Bu kalıntıların, daha ilkel cinsler olan Neanderthallere yahut tümüyle başka bir küme olan Denisova beşerlerine ilişkin olup olmadığına dair tartışmalar yürütülmekte.
Cambridge Üniversitesi’nden Prof. Marta Mirozan, Ejderha Adam’ın Denisova insanı olduğuna inanıyor.
“Denisova insanları geçmişe ilişkin gizemli bir topluluk. DNA bilgileri, daha evvel Tibet Platosu’nda bulunan çene kemiğinin Denisova insanına ilişkin olabileceğini gösteriyor. Tibet’teki çene kemiği ile Ejderha Adam birbirine benziyor. bu biçimdece birinci sefer Denisova beşerinin yüzüne rastlamış olabiliriz.”
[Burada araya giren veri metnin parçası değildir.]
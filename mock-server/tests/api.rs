use axum::http::{self, header, Request, StatusCode};
use http_body_util::BodyExt;
use mock_server::{app, EchoReply, PLAIN_BODY};
use tower::ServiceExt;

async fn body_json<T: serde::de::DeserializeOwned>(response: axum::response::Response) -> T {
    let bytes = response.into_body().collect().await.unwrap().to_bytes();
    serde_json::from_slice(&bytes).unwrap()
}

async fn body_bytes(response: axum::response::Response) -> bytes::Bytes {
    response.into_body().collect().await.unwrap().to_bytes()
}

// --- echo ---

#[tokio::test]
async fn echo_reflects_method_headers_and_body() {
    let app = app();
    let resp = app
        .oneshot(
            Request::builder()
                .method("POST")
                .uri("/echo")
                .header(http::header::CONTENT_TYPE, "application/json")
                .header("authorization", "Bearer token")
                .body(r#"{"a":1}"#.to_string())
                .unwrap(),
        )
        .await
        .unwrap();

    assert_eq!(resp.status(), StatusCode::OK);
    let reply: EchoReply = body_json(resp).await;
    assert_eq!(reply.method, "POST");
    assert_eq!(reply.headers.get("content-type").unwrap(), "application/json");
    assert_eq!(reply.headers.get("authorization").unwrap(), "Bearer token");
    assert_eq!(reply.body, r#"{"a":1}"#);
}

#[tokio::test]
async fn echo_reports_empty_body_for_get() {
    let app = app();
    let resp = app
        .oneshot(Request::builder().uri("/echo").body(String::new()).unwrap())
        .await
        .unwrap();

    assert_eq!(resp.status(), StatusCode::OK);
    let reply: EchoReply = body_json(resp).await;
    assert_eq!(reply.method, "GET");
    assert!(reply.body.is_empty());
}

#[tokio::test]
async fn echo_joins_repeated_request_headers() {
    let app = app();
    let resp = app
        .oneshot(
            Request::builder()
                .uri("/echo")
                .header("x-tag", "one")
                .header("x-tag", "two")
                .body(String::new())
                .unwrap(),
        )
        .await
        .unwrap();

    let reply: EchoReply = body_json(resp).await;
    assert_eq!(reply.headers.get("x-tag").unwrap(), "one,two");
}

// --- text ---

#[tokio::test]
async fn text_returns_requested_status_with_plain_body() {
    let app = app();
    let resp = app
        .oneshot(Request::builder().uri("/text/503").body(String::new()).unwrap())
        .await
        .unwrap();

    assert_eq!(resp.status(), StatusCode::SERVICE_UNAVAILABLE);
    let body = body_bytes(resp).await;
    assert_eq!(body, PLAIN_BODY.as_bytes());
}

#[tokio::test]
async fn text_accepts_any_method() {
    let app = app();
    let resp = app
        .oneshot(
            Request::builder()
                .method("DELETE")
                .uri("/text/404")
                .body(String::new())
                .unwrap(),
        )
        .await
        .unwrap();

    assert_eq!(resp.status(), StatusCode::NOT_FOUND);
}

#[tokio::test]
async fn text_out_of_range_code_returns_400() {
    let app = app();
    let resp = app
        .oneshot(Request::builder().uri("/text/99").body(String::new()).unwrap())
        .await
        .unwrap();

    assert_eq!(resp.status(), StatusCode::BAD_REQUEST);
}

// --- cookies ---

#[tokio::test]
async fn cookies_sets_two_set_cookie_headers() {
    let app = app();
    let resp = app
        .oneshot(Request::builder().uri("/cookies").body(String::new()).unwrap())
        .await
        .unwrap();

    assert_eq!(resp.status(), StatusCode::OK);
    let values: Vec<_> = resp
        .headers()
        .get_all(header::SET_COOKIE)
        .iter()
        .map(|v| v.to_str().unwrap().to_string())
        .collect();
    assert_eq!(values, vec!["a", "b"]);

    let body: serde_json::Value = body_json(resp).await;
    assert_eq!(body, serde_json::json!({}));
}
Çinli araştırmacılar, Doğu Asya’daki fosillerin yeni bir cinsin kademeli evrimini söz ettiği kanısında.
Prof. Xiun, “Elde edilen bilgiler biroldukca tartışmaya niye olacak ve bir epey kişi bizimle hemfikir olmayacak. Ancak bilim de esasen bu tartışmalar yardımıyla ilerliyor” diyor.